[Work order] Among the entries below, count the lines that contain the word "info". Respond with the count only.

[Collected data]
──────────────────────────────

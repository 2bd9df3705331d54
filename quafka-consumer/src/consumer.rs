//! Polling consumer running on one dedicated task.

use crate::offset::OffsetTracker;
use futures::Stream;
use parking_lot::Mutex;
use quafka_core::{
    config::{ConnectionConfig, ConsumerConfig, PoolConfig},
    message::PayloadKind,
    protocol::{Command, Request, Response},
    Error, Offset, PartitionId, Result, Topic,
};
use quafka_publisher::{ConnectionController, ConnectionFactory, ConnectionPool};
use std::{
    pin::Pin,
    sync::{
        atomic::{AtomicBool, Ordering},
        Arc,
    },
    task::{Context, Poll},
    time::Duration,
};
use tokio::{
    sync::{mpsc, watch},
    task::JoinHandle,
};
use tokio_stream::wrappers::ReceiverStream;
use tracing::{debug, error, info, warn};

/// A message taken from a partition.
#[derive(Debug, Clone, PartialEq, Eq)]
pub struct ConsumedMessage {
    /// Partition polled
    pub partition: PartitionId,
    /// Offset reported by the broker
    pub offset: Offset,
    /// Payload as received
    pub payload: String,
}

impl ConsumedMessage {
    /// Payload classification by prefix.
    pub fn kind(&self) -> PayloadKind {
        PayloadKind::classify(&self.payload).0
    }
}

/// Messages delivered by a running [`Consumer`].
///
/// Ends when the consumer stops.
#[derive(Debug)]
pub struct MessageStream {
    inner: ReceiverStream<ConsumedMessage>,
}

impl Stream for MessageStream {
    type Item = ConsumedMessage;

    fn poll_next(mut self: Pin<&mut Self>, cx: &mut Context<'_>) -> Poll<Option<Self::Item>> {
        Pin::new(&mut self.inner).poll_next(cx)
    }
}

struct Worker {
    stop_tx: watch::Sender<bool>,
    task: JoinHandle<()>,
}

/// Consumer polling a topic's partitions in turn.
pub struct Consumer {
    config: Arc<ConsumerConfig>,
    topic: Topic,
    pool: Arc<ConnectionPool>,
    offsets: Arc<OffsetTracker>,
    running: Arc<AtomicBool>,
    worker: Mutex<Option<Worker>>,
}

impl std::fmt::Debug for Consumer {
    fn fmt(&self, f: &mut std::fmt::Formatter<'_>) -> std::fmt::Result {
        f.debug_struct("Consumer")
            .field("group_id", &self.config.group_id)
            .field("topic", &self.topic)
            .field("running", &self.is_running())
            .finish_non_exhaustive()
    }
}

impl Consumer {
    /// Consumer borrowing its connection from `pool`.
    ///
    /// # Errors
    /// Returns a configuration error for an invalid topic or an empty
    /// partition list.
    pub fn new(config: ConsumerConfig, pool: Arc<ConnectionPool>) -> Result<Self> {
        let topic = Topic::new(config.topic.clone())?;
        if config.partitions.is_empty() {
            return Err(Error::configuration("consumer needs at least one partition"));
        }
        if config.buffer_size == 0 {
            return Err(Error::configuration("consumer buffer_size must be greater than 0"));
        }

        Ok(Self {
            config: Arc::new(config),
            topic,
            pool,
            offsets: Arc::new(OffsetTracker::new()),
            running: Arc::new(AtomicBool::new(false)),
            worker: Mutex::new(None),
        })
    }

    /// Consumer with its own single-connection TCP pool to `endpoint`.
    ///
    /// Responses are awaited for up to `poll_timeout`.
    ///
    /// # Errors
    /// As [`new`](Self::new).
    pub fn connect(config: ConsumerConfig, endpoint: ConnectionConfig) -> Result<Self> {
        let endpoint = endpoint.with_timeout(config.poll_timeout);
        let pool = ConnectionPool::new(
            endpoint,
            PoolConfig::default().with_max_pool_size(1),
            ConnectionFactory::default(),
        );
        Self::new(config, Arc::new(pool))
    }

    /// Borrow a connection and start polling.
    ///
    /// # Errors
    /// Fails if already running or if no connection can be borrowed.
    pub async fn start(&self) -> Result<MessageStream> {
        if self
            .running
            .compare_exchange(false, true, Ordering::AcqRel, Ordering::Acquire)
            .is_err()
        {
            return Err(Error::unknown("consumer is already running"));
        }

        let connection = match self.pool.borrow().await {
            Ok(connection) => connection,
            Err(e) => {
                self.running.store(false, Ordering::Release);
                return Err(e);
            },
        };

        info!(
            "Consumer starting: group_id={}, topic={}, partitions={:?}",
            self.config.group_id, self.topic, self.config.partitions
        );

        let (tx, rx) = mpsc::channel(self.config.buffer_size);
        let (stop_tx, stop_rx) = watch::channel(false);
        let poller = Poller {
            config: Arc::clone(&self.config),
            topic: self.topic.clone(),
            offsets: Arc::clone(&self.offsets),
            connection,
            tx,
            stop_rx,
        };
        let pool = Arc::clone(&self.pool);
        let running = Arc::clone(&self.running);
        let task = tokio::spawn(async move {
            let connection = poller.run().await;
            pool.release(connection).await;
            running.store(false, Ordering::Release);
        });

        *self.worker.lock() = Some(Worker { stop_tx, task });
        Ok(MessageStream { inner: ReceiverStream::new(rx) })
    }

    /// Stop polling and return the connection to the pool. A no-op if not running.
    pub async fn stop(&self) {
        let worker = self.worker.lock().take();
        let Some(worker) = worker else {
            return;
        };

        info!("Consumer stopping: group_id={}", self.config.group_id);
        let _ = worker.stop_tx.send(true);
        if let Err(e) = worker.task.await {
            error!("Consumer task failed: {}", e);
            self.running.store(false, Ordering::Release);
        }
        info!("Consumer stopped: group_id={}", self.config.group_id);
    }

    /// Whether the poll task is alive.
    pub fn is_running(&self) -> bool {
        self.running.load(Ordering::Acquire)
    }

    /// Configuration.
    pub fn config(&self) -> &ConsumerConfig {
        &self.config
    }

    /// Offsets seen and committed so far.
    pub fn offsets(&self) -> &OffsetTracker {
        &self.offsets
    }
}

struct Poller {
    config: Arc<ConsumerConfig>,
    topic: Topic,
    offsets: Arc<OffsetTracker>,
    connection: Arc<ConnectionController>,
    tx: mpsc::Sender<ConsumedMessage>,
    stop_rx: watch::Receiver<bool>,
}

impl Poller {
    async fn run(mut self) -> Arc<ConnectionController> {
        let partitions = self.config.partitions.clone();

        for partition in partitions.iter().copied().cycle() {
            if *self.stop_rx.borrow() {
                break;
            }

            let wait = match self.poll_once(partition).await {
                Ok(Some(message)) => {
                    if !self.deliver(message).await {
                        break;
                    }
                    self.config.poll_interval
                },
                Ok(None) => self.config.poll_interval,
                Err(e) => {
                    warn!("Poll of {}/{} failed: {}", self.topic, partition, e);
                    self.recover().await;
                    self.config.error_backoff
                },
            };

            if !self.pause(wait).await {
                break;
            }
        }

        debug!("Poll loop for {} ended", self.topic);
        self.connection
    }

    async fn poll_once(&self, partition: PartitionId) -> Result<Option<ConsumedMessage>> {
        let request = Request::Poll { topic: self.topic.as_str().to_string(), partition };
        let response = self.connection.send(&request.encode()).await?;

        let message = match Response::parse(Command::Poll, &response)? {
            Response::Message { payload, offset } => {
                let (kind, content) = PayloadKind::classify(&payload);
                debug!("Received {} message on {}/{}: {}", kind, self.topic, partition, content);
                self.offsets.record(partition, offset);
                Some(ConsumedMessage { partition, offset, payload })
            },
            Response::Empty => None,
            other => return Err(Error::protocol(format!("unexpected poll response: {other}"))),
        };

        // The poll already dequeued the message, so a failed commit must not drop it.
        if self.config.auto_commit {
            if let Err(e) = self.commit().await {
                warn!(
                    "Commit for group {} failed: {}; offsets stay pending",
                    self.config.group_id, e
                );
            }
        }
        Ok(message)
    }

    async fn commit(&self) -> Result<()> {
        let request = Request::Commit(self.config.group_id.clone());
        let response = self.connection.send(&request.encode()).await?;
        match Response::parse(Command::Commit, &response)? {
            Response::Committed(_) => {
                self.offsets.commit_all();
                Ok(())
            },
            other => Err(Error::protocol(format!("unexpected commit response: {other}"))),
        }
    }

    /// Returns `false` when the loop should end.
    async fn deliver(&mut self, message: ConsumedMessage) -> bool {
        tokio::select! {
            sent = self.tx.send(message) => {
                if sent.is_err() {
                    info!("Message stream for {} dropped, stopping", self.topic);
                }
                sent.is_ok()
            }
            _ = self.stop_rx.changed() => false,
        }
    }

    /// Returns `false` when stopped during the wait.
    async fn pause(&mut self, wait: Duration) -> bool {
        tokio::select! {
            () = tokio::time::sleep(wait) => true,
            _ = self.stop_rx.changed() => false,
        }
    }

    async fn recover(&self) {
        if self.connection.is_connected() {
            return;
        }
        if let Err(e) = self.connection.connect().await {
            warn!("Consumer reconnect to {} failed: {}", self.connection.config().address(), e);
        }
    }
}
//! # Prelude
//!
//! Commonly used types and traits from Quafka Core.

pub use crate::{
    backoff::{Backoff, Sleeper, TokioSleeper},
    config::{
        ConnectionConfig, ConsumerConfig, HealthCheckConfig, LoadBalancingStrategy, PoolConfig,
        QuafkaConfig, ReconnectConfig, ServerConfig,
    },
    error::{Error, ErrorKind, Result},
    handler::{SharedTextHandler, TextMessageHandler},
    message::Topic,
    protocol::{Command, Request, Response},
    types::{ConnectionId, MessageWithOffset, Offset, PartitionId, PartitionOffset, PollPosition},
};

pub use bytes::Bytes;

──────────────────────────────

[Task output] 5